§ What this task involves: Could you reproduce the lines below from the one with "let verifier = parts" through the one with "if let Ok(value)"? Keep both ends and add nothing.

§ The records:

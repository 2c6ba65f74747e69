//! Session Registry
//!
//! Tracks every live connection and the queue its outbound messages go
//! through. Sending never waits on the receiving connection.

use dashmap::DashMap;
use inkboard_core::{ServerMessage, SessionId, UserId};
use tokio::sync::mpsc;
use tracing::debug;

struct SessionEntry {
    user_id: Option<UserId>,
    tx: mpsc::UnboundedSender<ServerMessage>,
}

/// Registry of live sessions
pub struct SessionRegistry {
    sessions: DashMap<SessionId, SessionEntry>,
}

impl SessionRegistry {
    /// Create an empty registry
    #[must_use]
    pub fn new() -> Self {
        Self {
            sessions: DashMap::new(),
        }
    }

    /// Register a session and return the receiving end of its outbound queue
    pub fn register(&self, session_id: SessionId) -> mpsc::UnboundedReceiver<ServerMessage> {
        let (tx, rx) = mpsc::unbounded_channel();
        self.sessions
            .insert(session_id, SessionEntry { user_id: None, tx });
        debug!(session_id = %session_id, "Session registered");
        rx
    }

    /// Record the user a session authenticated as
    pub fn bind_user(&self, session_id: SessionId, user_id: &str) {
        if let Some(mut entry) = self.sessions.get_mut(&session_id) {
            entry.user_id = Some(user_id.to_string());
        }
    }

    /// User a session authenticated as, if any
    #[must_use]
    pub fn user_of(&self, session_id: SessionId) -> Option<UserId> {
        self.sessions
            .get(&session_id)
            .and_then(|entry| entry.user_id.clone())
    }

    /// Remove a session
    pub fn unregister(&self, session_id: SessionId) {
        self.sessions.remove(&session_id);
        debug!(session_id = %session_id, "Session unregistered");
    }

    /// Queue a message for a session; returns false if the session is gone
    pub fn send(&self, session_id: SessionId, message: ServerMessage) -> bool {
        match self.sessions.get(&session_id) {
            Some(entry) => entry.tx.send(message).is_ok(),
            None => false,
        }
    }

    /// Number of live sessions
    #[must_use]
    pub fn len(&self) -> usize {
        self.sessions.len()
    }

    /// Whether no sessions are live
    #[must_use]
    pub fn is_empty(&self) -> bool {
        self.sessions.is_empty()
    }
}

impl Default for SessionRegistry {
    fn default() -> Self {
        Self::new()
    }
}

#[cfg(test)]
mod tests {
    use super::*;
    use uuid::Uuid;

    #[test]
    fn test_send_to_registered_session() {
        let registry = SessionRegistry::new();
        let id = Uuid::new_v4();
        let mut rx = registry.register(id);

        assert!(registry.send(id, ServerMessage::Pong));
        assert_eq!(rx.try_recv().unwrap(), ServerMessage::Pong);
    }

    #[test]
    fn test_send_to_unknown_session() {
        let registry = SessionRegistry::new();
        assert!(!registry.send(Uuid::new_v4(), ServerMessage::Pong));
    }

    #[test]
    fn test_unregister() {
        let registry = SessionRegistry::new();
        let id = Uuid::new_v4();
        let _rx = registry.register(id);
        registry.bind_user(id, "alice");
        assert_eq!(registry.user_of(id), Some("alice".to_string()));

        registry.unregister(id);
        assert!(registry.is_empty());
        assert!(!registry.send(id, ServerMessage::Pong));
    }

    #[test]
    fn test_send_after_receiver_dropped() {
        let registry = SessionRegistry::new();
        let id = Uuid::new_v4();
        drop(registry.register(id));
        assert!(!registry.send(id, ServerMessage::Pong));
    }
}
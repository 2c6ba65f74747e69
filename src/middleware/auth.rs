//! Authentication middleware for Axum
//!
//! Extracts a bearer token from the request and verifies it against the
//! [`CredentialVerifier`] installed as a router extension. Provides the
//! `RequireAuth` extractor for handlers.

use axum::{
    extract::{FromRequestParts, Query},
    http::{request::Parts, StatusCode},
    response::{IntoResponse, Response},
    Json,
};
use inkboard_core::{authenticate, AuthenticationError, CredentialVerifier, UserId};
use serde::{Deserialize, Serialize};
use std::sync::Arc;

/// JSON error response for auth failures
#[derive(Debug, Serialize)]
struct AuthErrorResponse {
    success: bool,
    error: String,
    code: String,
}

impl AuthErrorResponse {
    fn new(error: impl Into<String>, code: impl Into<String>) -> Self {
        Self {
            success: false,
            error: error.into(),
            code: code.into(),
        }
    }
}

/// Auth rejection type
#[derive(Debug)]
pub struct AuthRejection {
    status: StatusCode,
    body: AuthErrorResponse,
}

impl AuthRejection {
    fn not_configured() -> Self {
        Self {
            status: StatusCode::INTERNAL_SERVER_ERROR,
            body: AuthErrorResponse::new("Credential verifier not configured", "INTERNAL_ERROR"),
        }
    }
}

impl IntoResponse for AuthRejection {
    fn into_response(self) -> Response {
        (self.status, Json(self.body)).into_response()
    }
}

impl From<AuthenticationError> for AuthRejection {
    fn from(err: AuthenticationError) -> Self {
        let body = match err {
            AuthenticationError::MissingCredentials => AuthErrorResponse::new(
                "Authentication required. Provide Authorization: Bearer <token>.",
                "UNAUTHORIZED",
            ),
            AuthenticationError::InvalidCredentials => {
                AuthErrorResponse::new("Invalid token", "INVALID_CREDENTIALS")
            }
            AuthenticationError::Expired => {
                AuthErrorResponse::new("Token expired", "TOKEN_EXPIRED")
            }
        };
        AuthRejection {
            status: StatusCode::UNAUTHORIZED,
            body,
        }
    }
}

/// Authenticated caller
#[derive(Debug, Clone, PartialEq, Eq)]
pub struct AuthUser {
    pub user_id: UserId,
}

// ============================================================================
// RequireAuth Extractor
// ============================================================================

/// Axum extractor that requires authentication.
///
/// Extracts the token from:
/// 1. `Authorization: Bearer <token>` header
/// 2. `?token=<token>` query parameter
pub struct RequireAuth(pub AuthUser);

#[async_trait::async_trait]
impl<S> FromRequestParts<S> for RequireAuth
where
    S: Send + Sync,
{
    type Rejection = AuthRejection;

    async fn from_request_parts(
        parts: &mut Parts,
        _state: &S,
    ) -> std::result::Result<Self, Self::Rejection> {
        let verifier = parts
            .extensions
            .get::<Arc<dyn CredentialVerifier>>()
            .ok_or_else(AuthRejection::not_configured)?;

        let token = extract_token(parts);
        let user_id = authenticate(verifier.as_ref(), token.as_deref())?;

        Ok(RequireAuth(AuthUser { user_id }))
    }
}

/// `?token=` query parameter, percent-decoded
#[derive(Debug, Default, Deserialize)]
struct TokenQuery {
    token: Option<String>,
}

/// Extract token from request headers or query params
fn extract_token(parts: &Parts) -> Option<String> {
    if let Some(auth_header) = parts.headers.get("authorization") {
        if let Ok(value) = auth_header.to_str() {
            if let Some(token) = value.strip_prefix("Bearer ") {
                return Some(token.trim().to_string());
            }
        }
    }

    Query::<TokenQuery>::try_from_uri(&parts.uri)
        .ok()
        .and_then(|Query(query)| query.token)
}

§ Your response:
        let verifier = parts
            .extensions
            .get::<Arc<dyn CredentialVerifier>>()
            .ok_or_else(AuthRejection::not_configured)?;

        let token = extract_token(parts);
        let user_id = authenticate(verifier.as_ref(), token.as_deref())?;

        Ok(RequireAuth(AuthUser { user_id }))
    }
}

/// `?token=` query parameter, percent-decoded
#[derive(Debug, Default, Deserialize)]
struct TokenQuery {
    token: Option<String>,
}

/// Extract token from request headers or query params
fn extract_token(parts: &Parts) -> Option<String> {
    if let Some(auth_header) = parts.headers.get("authorization") {
        if let Ok(value) = auth_header.to_str() {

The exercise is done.